Vessel Kitchen started in early 2016 with a casual introduction between Nick Gradinger and myself by our mutual buddy. Nick had been kicking around an idea for a fast-casual restaurant that featured fresh, from-scratch meals for years but had never had the opportunity to start.

We sat over increasingly cold and neglected coffee for hours, discussing the current options in Park City, Utah, and what we’d do differently. While options in our little wintery resort town were great for full service, we saw an opportunity to provide more of an everyday option for locals rather than the pricey choices we’d all grown used to.

Our goal was not simple. We wanted — and still want — to do it all. We hoped to combine the quality, flavor and attention to ingredients of a sit-down restaurant with the speed, value and price more common in quick-serve. This concept had been successful in other markets, but we didn’t see anything like it in Park City. We knew it was a niche we could fill.

Photo courtesy of Vessel Kitchen

Nick and I imagined a place that reflected how we ate day-to-day (or aspired to): varied, delicious and fresh. Sharing common backgrounds in hospitality, we knew this would be a tough mountain to climb.
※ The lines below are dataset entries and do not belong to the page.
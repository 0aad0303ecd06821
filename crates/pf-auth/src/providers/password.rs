//! Email/password login, dispatched against an injected account store and
//! password hasher so callers can swap in a real database and Argon2 in
//! production, or an in-memory store and the identity hasher in tests.

use async_trait::async_trait;
use pf_core::{Error, Result};
use serde::Deserialize;
use serde_json::Value;

use crate::hasher::Hasher;
use crate::identity::Identity;

use super::LoginProvider;

/// The stored account a password login is checked against.
#[derive(Debug, Clone)]
pub struct Account {
	pub id: String,
	pub email: String,
	pub hash: String,
	pub email_verified: bool,
	pub display_name: Option<String>,
}

/// Looks an account up by email. Implementations back this with whatever
/// store the application uses; `pf-auth` has no opinion on persistence.
#[async_trait]
pub trait AccountFinder: Send + Sync {
	async fn find_by_email(&self, email: &str) -> Result<Option<Account>>;
}

#[derive(Deserialize)]
struct PasswordCreds {
	email: String,
	password: String,
}

/// The `password` provider: looks up the account, verifies the submitted
/// password against the stored hash.
pub struct PasswordProvider {
	finder: Box<dyn AccountFinder>,
	hasher: Box<dyn Hasher>,
}

impl PasswordProvider {
	pub fn new(finder: Box<dyn AccountFinder>, hasher: Box<dyn Hasher>) -> Self {
		Self { finder, hasher }
	}
}

#[async_trait]
impl LoginProvider for PasswordProvider {
	fn name(&self) -> &str {
		"password"
	}

	/// Maps both "no such account" and "wrong password" to the same
	/// `Unauthenticated` error, so a failed login never reveals whether the
	/// email address is registered.
	async fn authenticate(&self, creds: &Value) -> Result<Identity> {
		let creds: PasswordCreds =
			serde_json::from_value(creds.clone()).map_err(|e| Error::invalid_argument("malformed password credentials").with_cause(e))?;

		let account = self
			.finder
			.find_by_email(&creds.email)
			.await?
			.ok_or_else(|| Error::unauthenticated("invalid email or password"))?;

		let verified = self.hasher.verify(&creds.password, &account.hash)?;
		if !verified {
			return Err(Error::unauthenticated("invalid email or password"));
		}

		let mut identity = Identity::new("password", account.id, uuid::Uuid::new_v4().to_string())
			.with_email(account.email, account.email_verified);
		if let Some(name) = account.display_name {
			identity = identity.with_display_name(name);
		}
		Ok(identity)
	}
}

#[cfg(test)]
mod tests {
	use std::collections::HashMap;

	use parking_lot::RwLock;

	use super::*;
	use crate::hasher::IdentityHasher;

	struct InMemoryFinder {
		accounts: RwLock<HashMap<String, Account>>,
	}

	#[async_trait]
	impl AccountFinder for InMemoryFinder {
		async fn find_by_email(&self, email: &str) -> Result<Option<Account>> {
			Ok(self.accounts.read().get(email).cloned())
		}
	}

	fn provider_with_account(email: &str, password: &str) -> PasswordProvider {
		let hasher = IdentityHasher;
		let account = Account {
			id: "1".to_string(),
			email: email.to_string(),
			hash: hasher.hash(password).unwrap(),
			email_verified: true,
			display_name: Some("Logan".to_string()),
		};
		let mut accounts = HashMap::new();
		accounts.insert(email.to_string(), account);
		PasswordProvider::new(Box::new(InMemoryFinder { accounts: RwLock::new(accounts) }), Box::new(hasher))
	}

	#[tokio::test]
	async fn correct_password_authenticates() {
		let provider = provider_with_account("logan@example.com", "password");
		let creds = serde_json::json!({ "email": "logan@example.com", "password": "password" });
		let identity = provider.authenticate(&creds).await.unwrap();
		assert_eq!(identity.subject, "1");
		assert_eq!(identity.provider, "password");
		assert_eq!(identity.email.as_deref(), Some("logan@example.com"));
	}

	#[tokio::test]
	async fn wrong_password_is_unauthenticated() {
		let provider = provider_with_account("logan@example.com", "password");
		let creds = serde_json::json!({ "email": "logan@example.com", "password": "wrong" });
		let err = provider.authenticate(&creds).await.unwrap_err();
		assert!(err.is(pf_core::ErrorKind::Unauthenticated));
	}

	#[tokio::test]
	async fn unknown_account_is_unauthenticated_not_not_found() {
		let provider = provider_with_account("logan@example.com", "password");
		let creds = serde_json::json!({ "email": "nobody@example.com", "password": "password" });
		let err = provider.authenticate(&creds).await.unwrap_err();
		assert!(err.is(pf_core::ErrorKind::Unauthenticated));
	}
}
We wanted to pull inspiration from modular coastal concepts combined with the scratch-made techniques we’d come to love from the higher-end restaurants we’d been a part of.

From the jump, the project was a whirlwind. We met in January, had funding from a handful of gracious Park City families by March, and had a space dropped into our laps in April. The process felt less like a carefully planned idea coming to life and more like a conveyor belt of events we were constantly reacting to. It could have easily fallen apart, but thanks mostly to Nick’s audaciousness and our investors’ trust, we somehow threaded the needles to wake up with a space and the money to build out a dream.

From scratch

Roe’e Levy became our third co-founder. We immediately connected with his philosophy on food and appreciated not only his understanding of Mediterranean flavors but also his desire to continue learning and experimenting with the diverse ingredients we wanted to incorporate.

At this point, we came to the comically naive realization that we had no idea how we wanted this restaurant to operate. We knew we wanted delicious, fresh food that guests could see as they ordered. We knew where we wanted our prices to land. We vaguely and generally knew how we wanted the menu structured. We also knew that we didn’t have the first clue how to synthesize all of this into a cohesive ordering process and operation.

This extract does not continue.